そんな組織で例えば現場の工作課に依頼をし係長や主任に事前のアレンジをしっかり準備をしているにも関わらずその工作課の課長が俺は聞いていないとなる。

何故このセリフが異口同音の如く次から次へといろんなケースで聞くのか長年不思議で仕方がなかった。

やがて段々分かってきた。

実際に聞いていないということを単に主張している人もいる。がしかし、大半の場合は私は聞いていない。だから今こんな風に不具合の起きたのを私はそもそも知らなかった。だからこの問題について私には責任がない。という論法で間接的に責任回避しているのだ。なかにはその様な形で責任回避している自覚がない御仁もいた。しかるべきタイミングで私が知っていたらこんなことにならず適切な対応をしていたと言わんばかりのエライ人もいた。

しかし考えて欲しい。部下が承知している。
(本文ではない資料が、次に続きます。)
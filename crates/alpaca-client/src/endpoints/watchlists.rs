/*
 *
 *
 *
 *
 * MIT License
 * Copyright (c) 2025. Dwight J. Browne
 * dwight[-at-]dwightjbrowne[-dot-]com
 *
 *
 * Permission is hereby granted, free of charge, to any person obtaining a copy
 * of this software and associated documentation files (the "Software"), to deal
 * in the Software without restriction, including without limitation the rights
 * to use, copy, modify, merge, publish, distribute, sublicense, and/or sell
 * copies of the Software, and to permit persons to whom the Software is
 * furnished to do so, subject to the following conditions:
 *
 * The above copyright notice and this permission notice shall be included in all
 * copies or substantial portions of the Software.
 *
 * THE SOFTWARE IS PROVIDED "AS IS", WITHOUT WARRANTY OF ANY KIND, EXPRESS OR
 * IMPLIED, INCLUDING BUT NOT LIMITED TO THE WARRANTIES OF MERCHANTABILITY,
 * FITNESS FOR A PARTICULAR PURPOSE AND NONINFRINGEMENT. IN NO EVENT SHALL THE
 * AUTHORS OR COPYRIGHT HOLDERS BE LIABLE FOR ANY CLAIM, DAMAGES OR OTHER
 * LIABILITY, WHETHER IN AN ACTION OF CONTRACT, TORT OR OTHERWISE, ARISING FROM,
 * OUT OF OR IN CONNECTION WITH THE SOFTWARE OR THE USE OR OTHER DEALINGS IN THE
 * SOFTWARE.
 */

//! Watchlist endpoints, addressed either by name or by id

use crate::endpoint::{Declaration, Endpoint};
use crate::invoker::{Call, Invoker};
use alpaca_core::{Method, Result};
use alpaca_models::schema::{NoContent, Never};
use alpaca_models::{
  AddSymbolsBody, CreateWatchlistBody, UpdateWatchlistBody, Watchlist, WatchlistNameQuery,
};
use tracing::instrument;

pub static GET_ALL_WATCHLISTS: Endpoint<Never, Never, Vec<Watchlist>> =
  Endpoint::new("Get All Watchlists", Method::Get, "v2/watchlists", 200);

pub static CREATE_WATCHLIST: Endpoint<Never, CreateWatchlistBody, Watchlist> =
  Endpoint::new("Create Watchlist", Method::Post, "v2/watchlists", 200);

pub static GET_WATCHLIST_BY_NAME: Endpoint<WatchlistNameQuery, Never, Watchlist> =
  Endpoint::new("Get Watchlist by Name", Method::Get, "v2/watchlists:by_name", 200);

pub static GET_WATCHLIST: Endpoint<Never, Never, Watchlist> =
  Endpoint::new("Get Watchlist by ID", Method::Get, "v2/watchlists/{watchlist_id}", 200);

pub static UPDATE_WATCHLIST_BY_NAME: Endpoint<WatchlistNameQuery, UpdateWatchlistBody, Watchlist> =
  Endpoint::new("Update Watchlist by Name", Method::Put, "v2/watchlists:by_name", 200);

pub static UPDATE_WATCHLIST: Endpoint<Never, UpdateWatchlistBody, Watchlist> =
  Endpoint::new("Update Watchlist by ID", Method::Put, "v2/watchlists/{watchlist_id}", 200);

pub static ADD_SYMBOLS_BY_NAME: Endpoint<WatchlistNameQuery, AddSymbolsBody, Watchlist> =
  Endpoint::new("Add Symbols to Watchlist by Name", Method::Post, "v2/watchlists:by_name", 200);

pub static ADD_SYMBOLS: Endpoint<Never, AddSymbolsBody, Watchlist> = Endpoint::new(
  "Add Symbols to Watchlist by ID",
  Method::Post,
  "v2/watchlists/{watchlist_id}",
  200,
);

pub static DELETE_WATCHLIST_BY_NAME: Endpoint<WatchlistNameQuery, Never, NoContent> =
  Endpoint::new("Delete Watchlist by Name", Method::Delete, "v2/watchlists:by_name", 204);

pub static DELETE_WATCHLIST: Endpoint<Never, Never, NoContent> =
  Endpoint::new("Delete Watchlist by ID", Method::Delete, "v2/watchlists/{watchlist_id}", 204)
    .with_messages(&[(404, "Watchlist Not Found: {watchlist_id}")]);

pub static REMOVE_SYMBOL: Endpoint<Never, Never, NoContent> = Endpoint::new(
  "Remove Symbol from Watchlist by ID",
  Method::Delete,
  "v2/watchlists/{watchlist_id}/{symbol}",
  200,
);

pub static CATALOG: &[&Declaration] = &[
  &GET_ALL_WATCHLISTS.decl,
  &CREATE_WATCHLIST.decl,
  &GET_WATCHLIST_BY_NAME.decl,
  &GET_WATCHLIST.decl,
  &UPDATE_WATCHLIST_BY_NAME.decl,
  &UPDATE_WATCHLIST.decl,
  &ADD_SYMBOLS_BY_NAME.decl,
  &ADD_SYMBOLS.decl,
  &DELETE_WATCHLIST_BY_NAME.decl,
  &DELETE_WATCHLIST.decl,
  &REMOVE_SYMBOL.decl,
];

#[derive(Debug, Clone)]
pub struct WatchlistEndpoints {
  invoker: Invoker,
}

impl WatchlistEndpoints {
  pub fn new(invoker: Invoker) -> Self {
    Self { invoker }
  }

  #[instrument(skip(self))]
  pub async fn list(&self) -> Result<Vec<Watchlist>> {
    self.invoker.invoke(&GET_ALL_WATCHLISTS, Call::new()).await
  }

  #[instrument(skip(self, body))]
  pub async fn create(&self, body: &CreateWatchlistBody) -> Result<Watchlist> {
    self.invoker.invoke(&CREATE_WATCHLIST, Call::new().body(body)).await
  }

  #[instrument(skip(self))]
  pub async fn get_by_name(&self, name: &str) -> Result<Watchlist> {
    let query = WatchlistNameQuery::new(name);
    self.invoker.invoke(&GET_WATCHLIST_BY_NAME, Call::new().query(&query)).await
  }

  #[instrument(skip(self))]
  pub async fn get(&self, watchlist_id: &str) -> Result<Watchlist> {
    let path = [("watchlist_id", watchlist_id)];
    self.invoker.invoke(&GET_WATCHLIST, Call::new().path(&path)).await
  }

  /// Rename the list and/or replace its symbols.
  #[instrument(skip(self, body))]
  pub async fn update_by_name(&self, name: &str, body: &UpdateWatchlistBody) -> Result<Watchlist> {
    let query = WatchlistNameQuery::new(name);
    self.invoker.invoke(&UPDATE_WATCHLIST_BY_NAME, Call::new().query(&query).body(body)).await
  }

  #[instrument(skip(self, body))]
  pub async fn update(&self, watchlist_id: &str, body: &UpdateWatchlistBody) -> Result<Watchlist> {
    let path = [("watchlist_id", watchlist_id)];
    self.invoker.invoke(&UPDATE_WATCHLIST, Call::new().path(&path).body(body)).await
  }

  #[instrument(skip(self, body))]
  pub async fn add_symbols_by_name(&self, name: &str, body: &AddSymbolsBody) -> Result<Watchlist> {
    let query = WatchlistNameQuery::new(name);
    self.invoker.invoke(&ADD_SYMBOLS_BY_NAME, Call::new().query(&query).body(body)).await
  }

  #[instrument(skip(self, body))]
  pub async fn add_symbols(&self, watchlist_id: &str, body: &AddSymbolsBody) -> Result<Watchlist> {
    let path = [("watchlist_id", watchlist_id)];
    self.invoker.invoke(&ADD_SYMBOLS, Call::new().path(&path).body(body)).await
  }

  #[instrument(skip(self))]
  pub async fn delete_by_name(&self, name: &str) -> Result<()> {
    let query = WatchlistNameQuery::new(name);
    self.invoker.invoke(&DELETE_WATCHLIST_BY_NAME, Call::new().query(&query)).await
  }

  /// Delete a watchlist; a 404 fails with `Watchlist Not Found: <id>`.
  #[instrument(skip(self))]
  pub async fn delete(&self, watchlist_id: &str) -> Result<()> {
    let path = [("watchlist_id", watchlist_id)];
    self.invoker.invoke(&DELETE_WATCHLIST, Call::new().path(&path)).await
  }

  #[instrument(skip(self))]
  pub async fn remove_symbol(&self, watchlist_id: &str, symbol: &str) -> Result<()> {
    let path = [("watchlist_id", watchlist_id), ("symbol", symbol)];
    self.invoker.invoke(&REMOVE_SYMBOL, Call::new().path(&path)).await
  }
}
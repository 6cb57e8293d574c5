/*
 *
 *
 *
 *
 * MIT License
 * Copyright (c) 2025. Dwight J. Browne
 * dwight[-at-]dwightjbrowne[-dot-]com
 *
 *
 * Permission is hereby granted, free of charge, to any person obtaining a copy
 * of this software and associated documentation files (the "Software"), to deal
 * in the Software without restriction, including without limitation the rights
 * to use, copy, modify, merge, publish, distribute, sublicense, and/or sell
 * copies of the Software, and to permit persons to whom the Software is
 * furnished to do so, subject to the following conditions:
 *
 * The above copyright notice and this permission notice shall be included in all
 * copies or substantial portions of the Software.
 *
 * THE SOFTWARE IS PROVIDED "AS IS", WITHOUT WARRANTY OF ANY KIND, EXPRESS OR
 * IMPLIED, INCLUDING BUT NOT LIMITED TO THE WARRANTIES OF MERCHANTABILITY,
 * FITNESS FOR A PARTICULAR PURPOSE AND NONINFRINGEMENT. IN NO EVENT SHALL THE
 * AUTHORS OR COPYRIGHT HOLDERS BE LIABLE FOR ANY CLAIM, DAMAGES OR OTHER
 * LIABILITY, WHETHER IN AN ACTION OF CONTRACT, TORT OR OTHERWISE, ARISING FROM,
 * OUT OF OR IN CONNECTION WITH THE SOFTWARE OR THE USE OR OTHER DEALINGS IN THE
 * SOFTWARE.
 */

//! Response side of the schema layer: the [`Decode`] contract and the
//! helpers decoders are built from.

use alpaca_core::ValidationErrors;
use serde_json::{Map, Value};
use std::collections::{BTreeMap, HashSet};
use std::fmt;
use std::str::FromStr;
use strum::VariantNames;
use uuid::Uuid;

/// Placeholder for the `actual` side of a missing required field.
pub const MISSING: &str = "missing";

/// Location inside a JSON document, rendered as `$.bars[0].t`.
#[derive(Debug, Clone, Default, PartialEq, Eq)]
pub struct FieldPath(Vec<Segment>);

#[derive(Debug, Clone, PartialEq, Eq)]
enum Segment {
  Key(String),
  Index(usize),
}

impl FieldPath {
  pub fn root() -> Self {
    Self::default()
  }

  /// Path of the member `key` below this one.
  pub fn key(&self, key: &str) -> Self {
    let mut next = self.clone();
    next.0.push(Segment::Key(key.to_string()));
    next
  }

  /// Path of the array element `index` below this one.
  pub fn index(&self, index: usize) -> Self {
    let mut next = self.clone();
    next.0.push(Segment::Index(index));
    next
  }
}

impl fmt::Display for FieldPath {
  fn fmt(&self, f: &mut fmt::Formatter<'_>) -> fmt::Result {
    f.write_str("$")?;
    for segment in &self.0 {
      match segment {
        Segment::Key(key) => write!(f, ".{}", key)?,
        Segment::Index(index) => write!(f, "[{}]", index)?,
      }
    }
    Ok(())
  }
}

/// Short description of a JSON value for the `actual` side of an issue.
pub fn describe(value: &Value) -> String {
  match value {
    Value::Null => "null".to_string(),
    Value::Bool(b) => format!("boolean {}", b),
    Value::Number(n) => format!("number {}", n),
    Value::String(s) => {
      let mut shown: String = s.chars().take(40).collect();
      if s.chars().count() > 40 {
        shown.push_str("...");
      }
      format!("string {:?}", shown)
    }
    Value::Array(items) => format!("array of {} items", items.len()),
    Value::Object(_) => "object".to_string(),
  }
}

/// Record that `value` is not what `expected` describes and yield nothing.
pub fn mismatch<T>(
  path: &FieldPath,
  expected: &str,
  value: &Value,
  issues: &mut ValidationErrors,
) -> Option<T> {
  issues.add(path.to_string(), expected, describe(value));
  None
}

/// Structural decoding of a JSON value into a typed model.
///
/// Implementations return `None` only after recording at least one issue,
/// and keep going after a bad field so that a single pass reports every
/// problem in the document.
pub trait Decode: Sized {
  fn decode(value: &Value, path: &FieldPath, issues: &mut ValidationErrors) -> Option<Self>;
}

impl Decode for String {
  fn decode(value: &Value, path: &FieldPath, issues: &mut ValidationErrors) -> Option<Self> {
    match value {
      Value::String(s) => Some(s.clone()),
      other => mismatch(path, "string", other, issues),
    }
  }
}

impl Decode for bool {
  fn decode(value: &Value, path: &FieldPath, issues: &mut ValidationErrors) -> Option<Self> {
    match value {
      Value::Bool(b) => Some(*b),
      other => mismatch(path, "boolean", other, issues),
    }
  }
}

impl Decode for f64 {
  fn decode(value: &Value, path: &FieldPath, issues: &mut ValidationErrors) -> Option<Self> {
    match value.as_f64() {
      Some(n) => Some(n),
      None => mismatch(path, "number", value, issues),
    }
  }
}

impl Decode for i64 {
  fn decode(value: &Value, path: &FieldPath, issues: &mut ValidationErrors) -> Option<Self> {
    match value.as_i64() {
      Some(n) => Some(n),
      None => mismatch(path, "integer", value, issues),
    }
  }
}

impl Decode for Uuid {
  fn decode(value: &Value, path: &FieldPath, issues: &mut ValidationErrors) -> Option<Self> {
    match value.as_str().map(Uuid::parse_str) {
      Some(Ok(id)) => Some(id),
      _ => mismatch(path, "uuid", value, issues),
    }
  }
}

/// Unconstrained values are carried through as-is.
impl Decode for Value {
  fn decode(value: &Value, _path: &FieldPath, _issues: &mut ValidationErrors) -> Option<Self> {
    Some(value.clone())
  }
}

/// `null` decodes to `None`; anything else must decode as `T`.
impl<T: Decode> Decode for Option<T> {
  fn decode(value: &Value, path: &FieldPath, issues: &mut ValidationErrors) -> Option<Self> {
    nullable(T::decode)(value, path, issues)
  }
}

impl<T: Decode> Decode for Vec<T> {
  fn decode(value: &Value, path: &FieldPath, issues: &mut ValidationErrors) -> Option<Self> {
    array_of(T::decode)(value, path, issues)
  }
}

/// Objects used as dictionaries, e.g. per-symbol results.
impl<T: Decode> Decode for BTreeMap<String, T> {
  fn decode(value: &Value, path: &FieldPath, issues: &mut ValidationErrors) -> Option<Self> {
    let Value::Object(map) = value else {
      return mismatch(path, "object", value, issues);
    };
    let mut out = BTreeMap::new();
    let mut complete = true;
    for (key, item) in map {
      match T::decode(item, &path.key(key), issues) {
        Some(decoded) => {
          out.insert(key.clone(), decoded);
        }
        None => complete = false,
      }
    }
    complete.then_some(out)
  }
}

/// Lift a decoder so that `null` yields `Some(None)`.
pub fn nullable<T, F>(decode: F) -> impl Fn(&Value, &FieldPath, &mut ValidationErrors) -> Option<Option<T>>
where
  F: Fn(&Value, &FieldPath, &mut ValidationErrors) -> Option<T>,
{
  move |value: &Value, path: &FieldPath, issues: &mut ValidationErrors| match value {
    Value::Null => Some(None),
    other => decode(other, path, issues).map(Some),
  }
}

/// Decode every element of an array with `decode`.
pub fn array_of<T, F>(decode: F) -> impl Fn(&Value, &FieldPath, &mut ValidationErrors) -> Option<Vec<T>>
where
  F: Fn(&Value, &FieldPath, &mut ValidationErrors) -> Option<T>,
{
  move |value: &Value, path: &FieldPath, issues: &mut ValidationErrors| {
    let Value::Array(items) = value else {
      return mismatch(path, "array", value, issues);
    };
    let mut out = Vec::with_capacity(items.len());
    let mut complete = true;
    for (i, item) in items.iter().enumerate() {
      match decode(item, &path.index(i), issues) {
        Some(decoded) => out.push(decoded),
        None => complete = false,
      }
    }
    complete.then_some(out)
  }
}

/// Array decoder that also caps the element count.
pub fn max_items<T: Decode>(
  max: usize,
) -> impl Fn(&Value, &FieldPath, &mut ValidationErrors) -> Option<Vec<T>> {
  move |value: &Value, path: &FieldPath, issues: &mut ValidationErrors| {
    let items = Vec::<T>::decode(value, path, issues)?;
    if items.len() > max {
      return mismatch(path, &format!("at most {} items", max), value, issues);
    }
    Some(items)
  }
}

/// Decode a string member of a closed set of wire values.
pub fn enumerated<E: FromStr + VariantNames>(
  value: &Value,
  path: &FieldPath,
  issues: &mut ValidationErrors,
) -> Option<E> {
  match value.as_str().map(E::from_str) {
    Some(Ok(variant)) => Some(variant),
    _ => mismatch(path, &format!("one of {}", E::VARIANTS.join(", ")), value, issues),
  }
}

/// Cursor over one JSON object that tracks which members were read.
pub struct ObjectReader<'a> {
  map: &'a Map<String, Value>,
  path: FieldPath,
  issues: &'a mut ValidationErrors,
  seen: HashSet<&'static str>,
}

impl<'a> ObjectReader<'a> {
  /// Start reading `value`, which must be a JSON object.
  pub fn open(value: &'a Value, path: &FieldPath, issues: &'a mut ValidationErrors) -> Option<Self> {
    match value {
      Value::Object(map) => Some(Self { map, path: path.clone(), issues, seen: HashSet::new() }),
      other => mismatch(path, "object", other, issues),
    }
  }

  /// Member that must be present.
  pub fn required<T: Decode>(&mut self, key: &'static str) -> Option<T> {
    self.required_with(key, T::decode)
  }

  pub fn required_with<T, F>(&mut self, key: &'static str, decode: F) -> Option<T>
  where
    F: Fn(&Value, &FieldPath, &mut ValidationErrors) -> Option<T>,
  {
    self.seen.insert(key);
    let path = self.path.key(key);
    match self.map.get(key) {
      Some(value) => decode(value, &path, &mut *self.issues),
      None => {
        self.issues.add(path.to_string(), "required field", MISSING);
        None
      }
    }
  }

  /// Member that may be absent but is never `null`.
  pub fn optional<T: Decode>(&mut self, key: &'static str) -> Option<Option<T>> {
    self.optional_with(key, T::decode)
  }

  pub fn optional_with<T, F>(&mut self, key: &'static str, decode: F) -> Option<Option<T>>
  where
    F: Fn(&Value, &FieldPath, &mut ValidationErrors) -> Option<T>,
  {
    self.seen.insert(key);
    match self.map.get(key) {
      Some(value) => decode(value, &self.path.key(key), &mut *self.issues).map(Some),
      None => Some(None),
    }
  }

  /// Member that may be absent or `null`.
  pub fn nullable<T: Decode>(&mut self, key: &'static str) -> Option<Option<T>> {
    self.nullable_with(key, T::decode)
  }

  pub fn nullable_with<T, F>(&mut self, key: &'static str, decode: F) -> Option<Option<T>>
  where
    F: Fn(&Value, &FieldPath, &mut ValidationErrors) -> Option<T>,
  {
    self.seen.insert(key);
    match self.map.get(key) {
      Some(Value::Null) | None => Some(None),
      Some(value) => decode(value, &self.path.key(key), &mut *self.issues).map(Some),
    }
  }

  /// Reject members that were never read.
  pub fn finish_strict(self) {
    for key in self.map.keys() {
      if !self.seen.contains(key.as_str()) {
        self.issues.add(self.path.key(key).to_string(), "no such field", "unexpected field");
      }
    }
  }

  /// Drop members that were never read.
  pub fn finish_tolerant(self) {}
}

/// Run `decode` from the document root and collect the outcome.
pub fn run<T, F>(value: &Value, decode: F) -> Result<T, ValidationErrors>
where
  F: Fn(&Value, &FieldPath, &mut ValidationErrors) -> Option<T>,
{
  let mut issues = ValidationErrors::new();
  let decoded = decode(value, &FieldPath::root(), &mut issues);
  match decoded {
    Some(output) if issues.is_empty() => Ok(output),
    _ => {
      if issues.is_empty() {
        issues.add("$", "valid value", describe(value));
      }
      Err(issues)
    }
  }
}

/// Schema applied to a successful response body.
///
/// Every [`Decode`] type is a response schema of itself. Marker types
/// implement it directly when the model is reshaped on the way out, such as
/// unwrapping an envelope.
pub trait ResponseSchema {
  type Output;

  /// `false` for endpoints that answer with an empty body.
  const EXPECTS_CONTENT: bool = true;

  fn parse_output(value: &Value) -> Result<Self::Output, ValidationErrors>;
}

impl<T: Decode> ResponseSchema for T {
  type Output = T;

  fn parse_output(value: &Value) -> Result<T, ValidationErrors> {
    run(value, T::decode)
  }
}

/// Response schema of endpoints that return nothing worth decoding.
#[derive(Debug, Clone, Copy, PartialEq, Eq)]
pub struct NoContent;

impl ResponseSchema for NoContent {
  type Output = ();
  const EXPECTS_CONTENT: bool = false;

  fn parse_output(_value: &Value) -> Result<(), ValidationErrors> {
    Ok(())
  }
}

#[cfg(test)]
mod tests {
  use super::*;
  use serde_json::json;

  struct Point {
    x: f64,
    label: Option<String>,
  }

  impl Decode for Point {
    fn decode(value: &Value, path: &FieldPath, issues: &mut ValidationErrors) -> Option<Self> {
      let mut obj = ObjectReader::open(value, path, issues)?;
      let x = obj.required("x");
      let label = obj.nullable("label");
      obj.finish_strict();
      Some(Point { x: x?, label: label? })
    }
  }

  struct LoosePoint {
    x: f64,
  }

  impl Decode for LoosePoint {
    fn decode(value: &Value, path: &FieldPath, issues: &mut ValidationErrors) -> Option<Self> {
      let mut obj = ObjectReader::open(value, path, issues)?;
      let x = obj.required("x");
      obj.finish_tolerant();
      Some(LoosePoint { x: x? })
    }
  }

  #[test]
  fn test_field_path_display() {
    let path = FieldPath::root().key("bars").index(0).key("t");
    assert_eq!(path.to_string(), "$.bars[0].t");
    assert_eq!(FieldPath::root().to_string(), "$");
  }

  #[test]
  fn test_strict_object_rejects_unknown_member() {
    let issues = Point::parse_output(&json!({"x": 1.5, "extra": true})).err().unwrap();
    assert_eq!(issues.len(), 1);
    let issue = issues.at("$.extra").unwrap();
    assert_eq!(issue.actual, "unexpected field");
  }

  #[test]
  fn test_tolerant_object_drops_unknown_member() {
    let point = LoosePoint::parse_output(&json!({"x": 2, "extra": true})).unwrap();
    assert_eq!(point.x, 2.0);
  }

  #[test]
  fn test_missing_and_mistyped_members_are_all_reported() {
    let issues = Point::parse_output(&json!({"label": 7})).err().unwrap();
    assert_eq!(issues.len(), 2);
    assert_eq!(issues.at("$.x").unwrap().actual, MISSING);
    assert_eq!(issues.at("$.label").unwrap().expected, "string");
  }

  #[test]
  fn test_nullable_member_accepts_null_and_absence() {
    let point = Point::parse_output(&json!({"x": 0, "label": null})).unwrap();
    assert!(point.label.is_none());
    assert_eq!(point.x, 0.0);
    let point = Point::parse_output(&json!({"x": 0, "label": "a"})).unwrap();
    assert_eq!(point.label.as_deref(), Some("a"));
  }

  #[test]
  fn test_array_reports_element_index() {
    let issues = Vec::<Point>::parse_output(&json!([{"x": 1}, {"x": "no"}])).err().unwrap();
    assert_eq!(issues.at("$[1].x").unwrap().actual, "string \"no\"");
  }

  #[test]
  fn test_non_object_root() {
    let issues = Point::parse_output(&json!([1, 2])).err().unwrap();
    assert_eq!(issues.at("$").unwrap().expected, "object");
    assert_eq!(issues.at("$").unwrap().actual, "array of 2 items");
  }

  #[test]
  fn test_max_items() {
    let decode = max_items::<i64>(2);
    let mut issues = ValidationErrors::new();
    assert!(decode(&json!([1, 2, 3]), &FieldPath::root(), &mut issues).is_none());
    assert_eq!(issues.len(), 1);
    assert!(run(&json!([1, 2]), max_items::<i64>(2)).is_ok());
  }

  #[test]
  fn test_map_decoding() {
    let map = BTreeMap::<String, i64>::parse_output(&json!({"AAPL": 1, "MSFT": 2})).unwrap();
    assert_eq!(map.get("MSFT"), Some(&2));
    let issues = BTreeMap::<String, i64>::parse_output(&json!({"AAPL": "x"})).err().unwrap();
    assert!(issues.at("$.AAPL").is_some());
  }

  #[test]
  fn test_integer_rejects_fraction() {
    assert!(i64::parse_output(&json!(3)).is_ok());
    assert!(i64::parse_output(&json!(3.5)).is_err());
  }

  #[test]
  fn test_no_content_ignores_body() {
    assert!(!NoContent::EXPECTS_CONTENT);
    assert!(NoContent::parse_output(&Value::Null).is_ok());
  }

  #[test]
  fn test_describe_truncates_long_strings() {
    let long = "x".repeat(50);
    let shown = describe(&Value::String(long));
    assert!(shown.ends_with("...\""));
  }
}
周りも知っている。知らないのは自分だけ。何故組織の構成上知っているべき立場の自分だけが知らずにいるのか。どうしてそんな状況が起きるのか。

聞く耳を普段持たないから部下が報告しづらい雰囲気にしているのかも知れない。部下からのネガティブな報告自体に上司としての対応をせず逃げたりしていたのかも知れない。そもそも報告しても何も変わらないと部下から思われているのかも知れない。

何故聞いていないのか、周りから情報が自分のところに来ないのか、集まらないのか。自問自答して欲しい。そう言いたくなることが多々あった。

そういう自分はどうだったか。やはりそういったことが全く無かった訳では無い。そういったケースに自分が遭遇したとき結局自分のどこかに欠陥があったり欠落している部分があるのではないかと自己嫌悪に陥った。まあそれほどエラクはならなかったのでそういった悩みはそれほどなかったが。

情報というのは会社という組織の中でも優秀な人、信頼される人に集まる。逆に信頼されなければ重要な情報がスルーされて知らないのは自分だけということになりかねない。

私は聞いていない。それは貴方の責任です。